### SOURCE DATA

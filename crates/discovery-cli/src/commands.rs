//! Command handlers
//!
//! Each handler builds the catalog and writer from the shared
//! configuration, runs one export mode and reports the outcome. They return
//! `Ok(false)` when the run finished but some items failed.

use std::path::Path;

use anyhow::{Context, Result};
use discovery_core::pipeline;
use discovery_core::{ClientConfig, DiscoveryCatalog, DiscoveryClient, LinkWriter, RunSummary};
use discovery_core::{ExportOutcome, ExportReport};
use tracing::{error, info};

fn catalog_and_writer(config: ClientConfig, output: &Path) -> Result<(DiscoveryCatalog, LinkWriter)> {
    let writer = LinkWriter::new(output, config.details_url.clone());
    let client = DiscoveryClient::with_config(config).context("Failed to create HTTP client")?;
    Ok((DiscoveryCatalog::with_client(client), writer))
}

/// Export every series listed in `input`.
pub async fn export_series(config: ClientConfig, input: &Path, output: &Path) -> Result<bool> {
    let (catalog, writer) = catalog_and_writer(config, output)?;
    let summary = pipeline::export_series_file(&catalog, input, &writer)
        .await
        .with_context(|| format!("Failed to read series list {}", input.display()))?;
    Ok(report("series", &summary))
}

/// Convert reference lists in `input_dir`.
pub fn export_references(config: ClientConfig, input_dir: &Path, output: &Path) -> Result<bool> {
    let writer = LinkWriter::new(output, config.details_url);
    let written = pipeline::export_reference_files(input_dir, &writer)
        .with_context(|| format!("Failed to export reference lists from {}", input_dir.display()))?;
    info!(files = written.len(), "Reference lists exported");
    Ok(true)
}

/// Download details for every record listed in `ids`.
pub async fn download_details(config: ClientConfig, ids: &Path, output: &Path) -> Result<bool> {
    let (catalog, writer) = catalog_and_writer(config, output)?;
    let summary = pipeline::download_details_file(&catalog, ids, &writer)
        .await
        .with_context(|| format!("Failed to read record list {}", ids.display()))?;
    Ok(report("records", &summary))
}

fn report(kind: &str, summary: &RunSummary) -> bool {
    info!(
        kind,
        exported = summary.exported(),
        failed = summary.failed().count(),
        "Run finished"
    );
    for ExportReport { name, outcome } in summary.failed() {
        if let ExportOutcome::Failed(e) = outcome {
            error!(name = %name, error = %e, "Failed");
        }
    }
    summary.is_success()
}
==
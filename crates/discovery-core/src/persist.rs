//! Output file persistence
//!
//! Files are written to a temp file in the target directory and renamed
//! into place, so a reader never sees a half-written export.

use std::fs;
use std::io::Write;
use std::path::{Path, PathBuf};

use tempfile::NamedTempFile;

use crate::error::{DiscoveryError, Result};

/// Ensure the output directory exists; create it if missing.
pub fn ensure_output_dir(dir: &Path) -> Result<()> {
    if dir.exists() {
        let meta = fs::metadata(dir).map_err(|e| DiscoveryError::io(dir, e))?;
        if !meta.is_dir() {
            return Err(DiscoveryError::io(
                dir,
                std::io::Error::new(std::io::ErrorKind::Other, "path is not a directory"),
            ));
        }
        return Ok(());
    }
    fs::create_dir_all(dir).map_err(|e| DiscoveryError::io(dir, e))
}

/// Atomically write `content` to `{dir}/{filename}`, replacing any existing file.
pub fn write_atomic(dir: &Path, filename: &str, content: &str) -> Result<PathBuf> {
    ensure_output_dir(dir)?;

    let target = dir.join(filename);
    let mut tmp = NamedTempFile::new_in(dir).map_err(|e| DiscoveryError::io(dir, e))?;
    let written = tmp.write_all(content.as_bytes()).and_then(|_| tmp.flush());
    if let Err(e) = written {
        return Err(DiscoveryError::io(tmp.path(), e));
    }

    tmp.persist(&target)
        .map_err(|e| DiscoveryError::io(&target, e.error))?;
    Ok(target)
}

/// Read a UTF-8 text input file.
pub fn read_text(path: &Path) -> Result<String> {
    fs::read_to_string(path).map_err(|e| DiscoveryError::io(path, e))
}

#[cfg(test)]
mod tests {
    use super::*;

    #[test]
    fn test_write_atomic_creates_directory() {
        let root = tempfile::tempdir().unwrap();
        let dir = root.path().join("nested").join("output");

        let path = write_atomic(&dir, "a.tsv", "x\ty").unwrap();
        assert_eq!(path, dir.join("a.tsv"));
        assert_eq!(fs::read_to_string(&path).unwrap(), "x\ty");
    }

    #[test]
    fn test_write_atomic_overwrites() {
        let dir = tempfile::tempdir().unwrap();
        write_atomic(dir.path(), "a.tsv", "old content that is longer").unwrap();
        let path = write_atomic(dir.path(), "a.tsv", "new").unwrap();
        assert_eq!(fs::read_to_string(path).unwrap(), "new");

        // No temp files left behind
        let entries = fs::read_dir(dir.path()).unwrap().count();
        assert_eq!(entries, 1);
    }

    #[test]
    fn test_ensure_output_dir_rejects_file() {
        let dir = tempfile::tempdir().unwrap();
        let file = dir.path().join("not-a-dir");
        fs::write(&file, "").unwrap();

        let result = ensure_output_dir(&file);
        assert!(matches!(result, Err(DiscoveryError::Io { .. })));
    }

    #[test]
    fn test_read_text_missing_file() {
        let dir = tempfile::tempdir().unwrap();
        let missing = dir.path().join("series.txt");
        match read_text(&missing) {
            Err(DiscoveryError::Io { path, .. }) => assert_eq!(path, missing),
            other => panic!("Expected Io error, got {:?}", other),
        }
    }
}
==
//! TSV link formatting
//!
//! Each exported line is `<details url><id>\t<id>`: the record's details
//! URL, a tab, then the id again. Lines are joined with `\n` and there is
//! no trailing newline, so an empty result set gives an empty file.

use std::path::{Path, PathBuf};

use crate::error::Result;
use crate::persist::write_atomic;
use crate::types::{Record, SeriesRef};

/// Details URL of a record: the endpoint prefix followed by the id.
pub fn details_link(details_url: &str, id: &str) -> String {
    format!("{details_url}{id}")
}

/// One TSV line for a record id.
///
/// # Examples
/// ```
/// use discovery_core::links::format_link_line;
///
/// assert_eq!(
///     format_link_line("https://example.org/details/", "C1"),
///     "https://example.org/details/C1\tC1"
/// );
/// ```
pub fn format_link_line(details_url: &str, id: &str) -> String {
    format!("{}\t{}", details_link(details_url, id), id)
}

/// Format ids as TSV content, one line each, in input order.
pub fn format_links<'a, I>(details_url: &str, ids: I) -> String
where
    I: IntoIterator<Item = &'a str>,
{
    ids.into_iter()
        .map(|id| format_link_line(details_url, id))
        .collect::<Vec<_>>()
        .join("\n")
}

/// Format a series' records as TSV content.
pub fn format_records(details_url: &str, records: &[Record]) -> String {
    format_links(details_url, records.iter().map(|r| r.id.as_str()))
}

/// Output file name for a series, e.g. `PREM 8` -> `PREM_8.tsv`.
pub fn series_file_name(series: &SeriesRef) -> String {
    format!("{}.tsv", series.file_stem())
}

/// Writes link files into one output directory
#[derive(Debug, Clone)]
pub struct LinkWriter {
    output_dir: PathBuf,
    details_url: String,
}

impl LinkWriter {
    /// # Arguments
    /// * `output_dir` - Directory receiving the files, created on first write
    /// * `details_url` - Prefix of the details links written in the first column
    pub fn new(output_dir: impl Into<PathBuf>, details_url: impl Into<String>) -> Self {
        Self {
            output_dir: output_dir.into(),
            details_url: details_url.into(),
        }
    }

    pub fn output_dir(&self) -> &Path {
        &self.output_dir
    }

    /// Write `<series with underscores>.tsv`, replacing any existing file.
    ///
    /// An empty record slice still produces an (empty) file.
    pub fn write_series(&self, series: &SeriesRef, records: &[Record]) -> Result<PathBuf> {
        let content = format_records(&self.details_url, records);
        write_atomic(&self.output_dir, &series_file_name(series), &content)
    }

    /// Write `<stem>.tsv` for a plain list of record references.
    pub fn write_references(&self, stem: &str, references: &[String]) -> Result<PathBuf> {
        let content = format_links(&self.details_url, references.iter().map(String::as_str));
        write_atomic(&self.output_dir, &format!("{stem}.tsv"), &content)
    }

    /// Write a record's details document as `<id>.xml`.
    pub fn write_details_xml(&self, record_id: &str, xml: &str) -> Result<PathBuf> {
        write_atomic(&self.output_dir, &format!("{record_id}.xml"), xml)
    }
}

### ABOUT THIS EXERCISE
Output each line of the listing above that has "pipeline".

### TASK SOLUTION
use discovery_core::pipeline;
    let summary = pipeline::export_series_file(&catalog, input, &writer)
    let written = pipeline::export_reference_files(input_dir, &writer)
    let summary = pipeline::download_details_file(&catalog, ids, &writer)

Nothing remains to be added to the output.